The redox properties of some cluster complexes with a facial cyclooctatetraene (cot) ligand were investigated using electrochemical and IR spectroelectrochemical techniques. Reduction of [Co₄(CO)₃(μ₃-CO)₃(μ₃-C₈H₈)L₂] 1 (L₂ = η⁴-C₈H₈), 2 (L₂ = η⁴-C₆H₈), and 3 (L₂ = η⁴-6,6-Ph₂C₆H₄) occurs in CH₂Cl₂ or THF solution in two consecutive one-electron electrochemically reversible steps. Both one- and two-electron primary reduction products are unstable on a longer timescale; eventually degradation (decapitation) of the tetranuclear clusters takes place, to give the stable anion [Co₃(CO)₃(μ-CO)₃(μ₃-C₈H₈)]⁻5. The electronic structure of 1, 2, the octacarbonyl derivative [Co₄(CO)₅(μ₃-CO)₃(μ₃-C₈H₈)] 4, their monoanions, dianions and 5 was investigated using ab initio DFT MO calculations. The calculations showed the monoanions to be relatively stable compared to the neutral parent clusters, the relative stability depending on the type of apical ligand and reflecting its bonding capabilities, namely the possibility of ring slippage for a cot ring.
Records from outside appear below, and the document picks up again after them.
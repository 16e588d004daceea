/*
 *  display/panel.rs
 *
 *  unicornhatmini - two chips, one picture
 *  (c) 2020-26 unicornhatmini contributors
 *
 *  One controller chip: SPI link, chip-select line, buffer half
 *
 *  This program is free software: you can redistribute it and/or modify
 *  it under the terms of the GNU General Public License as published by
 *  the Free Software Foundation, either version 3 of the License, or
 *  (at your option) any later version.
 *
 *  This program is distributed in the hope that it will be useful,
 *  but WITHOUT ANY WARRANTY; without even the implied warranty of
 *  MERCHANTABILITY or FITNESS FOR A PARTICULAR PURPOSE.  See the
 *  GNU General Public License for more details.
 *
 *  See <http://www.gnu.org/licenses/> to get a copy of the GNU General
 *  Public License.
 *
 */

use std::fmt;

use embedded_hal::digital::{Error as _, OutputPin};
use embedded_hal::spi::{Error as _, SpiDevice};
use log::{debug, warn};

use super::PANEL_BUFFER_LEN;
use super::error::DisplayError;

/// Which half of the display a panel drives
#[derive(Debug, Clone, Copy, PartialEq, Eq, Hash)]
pub enum PanelId {
    Left,
    Right,
}

impl PanelId {
    /// Byte offset of this panel's half in the shared transfer buffer
    pub const fn offset(self) -> usize {
        match self {
            PanelId::Left => 0,
            PanelId::Right => PANEL_BUFFER_LEN,
        }
    }
}

impl fmt::Display for PanelId {
    fn fmt(&self, f: &mut fmt::Formatter<'_>) -> fmt::Result {
        match self {
            PanelId::Left => write!(f, "left"),
            PanelId::Right => write!(f, "right"),
        }
    }
}

/// One LED controller chip
///
/// The chip-select pin is driven by hand around every command: the
/// controller latches a command on the rising edge, independent of whatever
/// the SPI peripheral does with its own CE line.
pub struct Panel<SPI, CS> {
    id: PanelId,
    spi: SPI,
    cs: CS,
}

impl<SPI, CS> Panel<SPI, CS>
where
    SPI: SpiDevice,
    CS: OutputPin,
{
    pub fn new(id: PanelId, spi: SPI, cs: CS) -> Self {
        Self { id, spi, cs }
    }

    pub fn id(&self) -> PanelId {
        self.id
    }

    pub fn offset(&self) -> usize {
        self.id.offset()
    }

    /// Send one command (opcode plus arguments/payload) framed by chip-select
    ///
    /// Pin low, one SPI write, pin high. A failed write still releases the
    /// pin before the SPI error is returned.
    pub fn xfer(&mut self, data: &[u8]) -> Result<(), DisplayError> {
        let id = self.id;
        let cs = ChipSelect::select(&mut self.cs, id)?;

        let sent = self.spi.write(data);
        let released = cs.release();

        if let Err(e) = sent {
            if let Err(release_err) = released {
                warn!("{} panel: chip-select release after failed write also failed: {}", id, release_err);
            }
            debug!("{} panel: SPI write of {} bytes failed: {:?}", id, data.len(), e);
            return Err(DisplayError::Spi { panel: id, kind: e.kind() });
        }
        released
    }

    /// Hand back the SPI device and pin
    pub fn release(self) -> (SPI, CS) {
        (self.spi, self.cs)
    }
}

/// Chip-select held low for the lifetime of one command
///
/// `release()` drives the pin high and reports failure. If the guard is
/// dropped without it (early return, panic in the transport) the pin is
/// still driven high, best effort.
struct ChipSelect<'a, CS: OutputPin> {
    pin: Option<&'a mut CS>,
    panel: PanelId,
}

impl<'a, CS: OutputPin> ChipSelect<'a, CS> {
    fn select(pin: &'a mut CS, panel: PanelId) -> Result<Self, DisplayError> {
        pin.set_low().map_err(|e| {
            debug!("{} panel: chip-select low failed: {:?}", panel, e);
            DisplayError::Gpio { panel, kind: e.kind() }
        })?;
        Ok(Self { pin: Some(pin), panel })
    }

    fn release(mut self) -> Result<(), DisplayError> {
        let panel = self.panel;
        match self.pin.take() {
            Some(pin) => pin.set_high().map_err(|e| {
                debug!("{} panel: chip-select high failed: {:?}", panel, e);
                DisplayError::Gpio { panel, kind: e.kind() }
            }),
            None => Ok(()),
        }
    }
}

impl<CS: OutputPin> Drop for ChipSelect<'_, CS> {
    fn drop(&mut self) {
        if let Some(pin) = self.pin.take() {
            if pin.set_high().is_err() {
                warn!("{} panel: chip-select left low", self.panel);
            }
        }
    }
}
Hence, an η⁴ → η² haptotropic shift of the apical C₈H₈ ring is calculated to occur during the reduction of 1 to give the dianion [1]²⁻. In marked contrast, in complex 4 the haptotropic shift involves the facial, η⁸-coordinated cot, which is pushed into an η⁶-coordination in the optimized structure of the two-electron reduction product [4]²⁻. In all the cases studied, the second reduction step is however not favored energetically and reinforces the structural and electronic effects caused by the first reduction. The observed decapitation of the anionic tetranuclear cluster complexes can be traced to an ubiquitous weakening of the Co_apical–Co_basal bonds.